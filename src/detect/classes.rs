use std::collections::BTreeSet;

/// Label of the fault category used by the bundled mock services.
pub const DEFAULT_FAULT_CLASS: &str = "insulator_fault";

/// Maps a detection class to the fault tier.
///
/// Must be deterministic: the same class always lands in the same tier.
pub trait FaultClassifier {
    fn is_fault(&self, class: &str) -> bool;
}

impl<F> FaultClassifier for F
where
    F: Fn(&str) -> bool,
{
    fn is_fault(&self, class: &str) -> bool {
        self(class)
    }
}

/// Exact-match set of fault class labels, usually read from config.
#[derive(Clone, Debug, PartialEq, Eq)]
pub struct FaultClasses {
    classes: BTreeSet<String>,
}

impl FaultClasses {
    pub fn new<I, S>(classes: I) -> Self
    where
        I: IntoIterator<Item = S>,
        S: Into<String>,
    {
        Self {
            classes: classes.into_iter().map(Into::into).collect(),
        }
    }

    pub fn contains(&self, class: &str) -> bool {
        self.classes.contains(class)
    }

    pub fn is_empty(&self) -> bool {
        self.classes.is_empty()
    }

    pub fn iter(&self) -> impl Iterator<Item = &str> {
        self.classes.iter().map(String::as_str)
    }
}

impl Default for FaultClasses {
    fn default() -> Self {
        Self::new([DEFAULT_FAULT_CLASS])
    }
}

impl FaultClassifier for FaultClasses {
    fn is_fault(&self, class: &str) -> bool {
        self.contains(class)
    }
}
****
## What you will do
Only the lines from the start of the material through the line containing "impl FaultClassifier for" belong in the answer, each copied exactly.

## Completed exercise
filename src/detect/classes.rs
use std::collections::BTreeSet;

/// Label of the fault category used by the bundled mock services.
pub const DEFAULT_FAULT_CLASS: &str = "insulator_fault";

/// Maps a detection class to the fault tier.
///
/// Must be deterministic: the same class always lands in the same tier.
pub trait FaultClassifier {
    fn is_fault(&self, class: &str) -> bool;
}

impl<F> FaultClassifier for F
where
    F: Fn(&str) -> bool,
{
    fn is_fault(&self, class: &str) -> bool {
        self(class)
    }
}

/// Exact-match set of fault class labels, usually read from config.
#[derive(Clone, Debug, PartialEq, Eq)]
pub struct FaultClasses {
    classes: BTreeSet<String>,
}

impl FaultClasses {
    pub fn new<I, S>(classes: I) -> Self
    where
        I: IntoIterator<Item = S>,
        S: Into<String>,
    {
        Self {
            classes: classes.into_iter().map(Into::into).collect(),
        }
    }

    pub fn contains(&self, class: &str) -> bool {
        self.classes.contains(class)
    }

    pub fn is_empty(&self) -> bool {
        self.classes.is_empty()
    }

    pub fn iter(&self) -> impl Iterator<Item = &str> {
        self.classes.iter().map(String::as_str)
    }
}

impl Default for FaultClasses {
    fn default() -> Self {
        Self::new([DEFAULT_FAULT_CLASS])
    }
}

impl FaultClassifier for FaultClasses {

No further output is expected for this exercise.